‘Salaries in GCC likely to grow 5.5% in 2014’


Source: Aon Hewitt's annual survey

Dubai: Companies across the GCC region are predicting an average salary increase of 5.5 per cent in 2014 — a figure in line with forecasts made for 2013 and 2012, both pegged at 5.4 per cent. This indicates a continued confidence in the economic stability of the region and an increasingly resilient business environment.

These are the latest figures from Aon Hewitt, the global talent, retirement and health solutions business of Aon Plc. The figures were released as part of its annual Global Salary Increase Survey 2013. Based on data from a robust comparative group of over 500 organisations from all industry sectors in the region, the report offers a unique snapshot of salary increase trends which, in turn, enables organisations to benchmark their forecasts with the market in order to remain competitive.

Among the participating GCC organisations, Saudi Arabia-based companies gave the highest salary increase projection for 2014 at six per cent. This is a slight increase on last year's 5.8 per cent predicted raise and comes at a time when the kingdom's economy is growing, with economists forecasting a growth rate of 5.3 per cent for 2013.

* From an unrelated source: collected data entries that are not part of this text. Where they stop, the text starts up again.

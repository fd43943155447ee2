use super::*;
use crate::error::RepoError;

const TABLE: &str = r#"public."Users""#;

#[test]
fn formats_schema_qualified_table() {
    assert_eq!(format_table_name("public", "users").unwrap(), TABLE);
    assert_eq!(format_table_name("app", "Users").unwrap(), r#"app."Users""#);
}

#[test]
fn select_lists_all_columns_without_terminator() {
    assert_eq!(
        select_template(TABLE, &["id", "name", "age"]).unwrap(),
        r#"SELECT "Id", "Name", "Age" FROM public."Users""#
    );
}

#[test]
fn insert_columns_and_values_share_order() {
    assert_eq!(
        insert_template(TABLE, &["id", "name", "age"]).unwrap(),
        r#"INSERT INTO public."Users" ("Id", "Name", "Age") VALUES (@Id, @Name, @Age);"#
    );
}

#[test]
fn delete_filters_on_primary_keys() {
    assert_eq!(
        delete_template(TABLE, &["id"]).unwrap(),
        r#"DELETE FROM public."Users" WHERE "Id" = @Id;"#
    );
}

#[test]
fn composite_keys_are_joined_with_and() {
    assert_eq!(
        delete_template(TABLE, &["tenantId", "id"]).unwrap(),
        r#"DELETE FROM public."Users" WHERE "TenantId" = @TenantId AND "Id" = @Id;"#
    );
    assert_eq!(
        update_template(TABLE, &["name"], &["tenantId", "id"]).unwrap(),
        r#"UPDATE public."Users" SET "Name" = @Name WHERE "TenantId" = @TenantId AND "Id" = @Id;"#
    );
}

#[test]
fn update_sets_non_key_columns() {
    assert_eq!(
        update_template(TABLE, &["name", "age"], &["id"]).unwrap(),
        r#"UPDATE public."Users" SET "Name" = @Name, "Age" = @Age WHERE "Id" = @Id;"#
    );
}

#[test]
fn builds_all_templates() {
    let t = Templates::build(TABLE, &["id", "name", "age"], &["id"], &["name", "age"]).unwrap();
    assert_eq!(t.select, r#"SELECT "Id", "Name", "Age" FROM public."Users""#);
    assert_eq!(
        t.insert,
        r#"INSERT INTO public."Users" ("Id", "Name", "Age") VALUES (@Id, @Name, @Age);"#
    );
    assert_eq!(t.delete, r#"DELETE FROM public."Users" WHERE "Id" = @Id;"#);
    assert_eq!(
        t.update,
        r#"UPDATE public."Users" SET "Name" = @Name, "Age" = @Age WHERE "Id" = @Id;"#
    );
}

#[test]
fn key_only_entity_cannot_build_update() {
    let err = Templates::build(TABLE, &["id"], &["id"], &[]).unwrap_err();
    assert!(matches!(err, RepoError::EmptyJoin("UPDATE SET list")));
}

#[test]
fn entity_without_primary_key_fails() {
    let err = Templates::build(TABLE, &["name"], &[], &["name"]).unwrap_err();
    assert!(matches!(err, RepoError::EmptyJoin("DELETE key predicate")));
}

#[test]
fn entity_without_columns_fails() {
    let err = Templates::build(TABLE, &[], &[], &[]).unwrap_err();
    assert!(matches!(err, RepoError::EmptyJoin("SELECT column list")));
}

#[test]
fn where_clause_joins_predicates() {
    assert_eq!(
        build_where_clause(["name", "age"]).unwrap(),
        r#"WHERE "Name" = @Name AND "Age" = @Age;"#
    );
    assert_eq!(build_where_clause(["id"]).unwrap(), r#"WHERE "Id" = @Id;"#);
}

#[test]
fn where_clause_rejects_empty_list() {
    let err = build_where_clause(Vec::<&str>::new()).unwrap_err();
    assert!(matches!(err, RepoError::EmptyJoin("WHERE clause")));
}

#[test]
fn select_composes_with_where_clause() {
    let select = select_template(TABLE, &["id", "name"]).unwrap();
    let filter = build_where_clause(["name"]).unwrap();
    assert_eq!(
        format!("{select} {filter}"),
        r#"SELECT "Id", "Name" FROM public."Users" WHERE "Name" = @Name;"#
    );
}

Meanwhile, companies based in the UAE predicted the lowest salary increase at five per cent, which is in line with last year's predictions of 5.1 per cent — indicating stability.

Kuwait and Oman firms estimated a 5.6 per cent salary growth, similar to the 2013 predictions, while companies in Bahrain forecast 5.2 per cent — an increase on last year's 4.7 per cent projection.

Looking back to 2012 and comparing the predictions from the survey for 2013 (5.4 per cent) with actual increments  awarded earlier this year (5.3 per cent), the survey  sees good alignment, allowing employees to feel confident that the trend is set to continue into 2014.

When looking at the distribution of salary increases, it was analysed that there is a clear correlation between performance and salary increases.

Robert Richter, Compensation Survey manager, Aon Hewitt Middle East, said, "Whilst linking individual performance to pay is not uncommon, we advise employers to use annual bonus payments as the larger component for rewarding high performers.

"Salary increases typically take into consideration a number of other factors as well as performance, including inflation, to reflect promotions, and the need to ensure that employees at the same grade remain within a single pay band."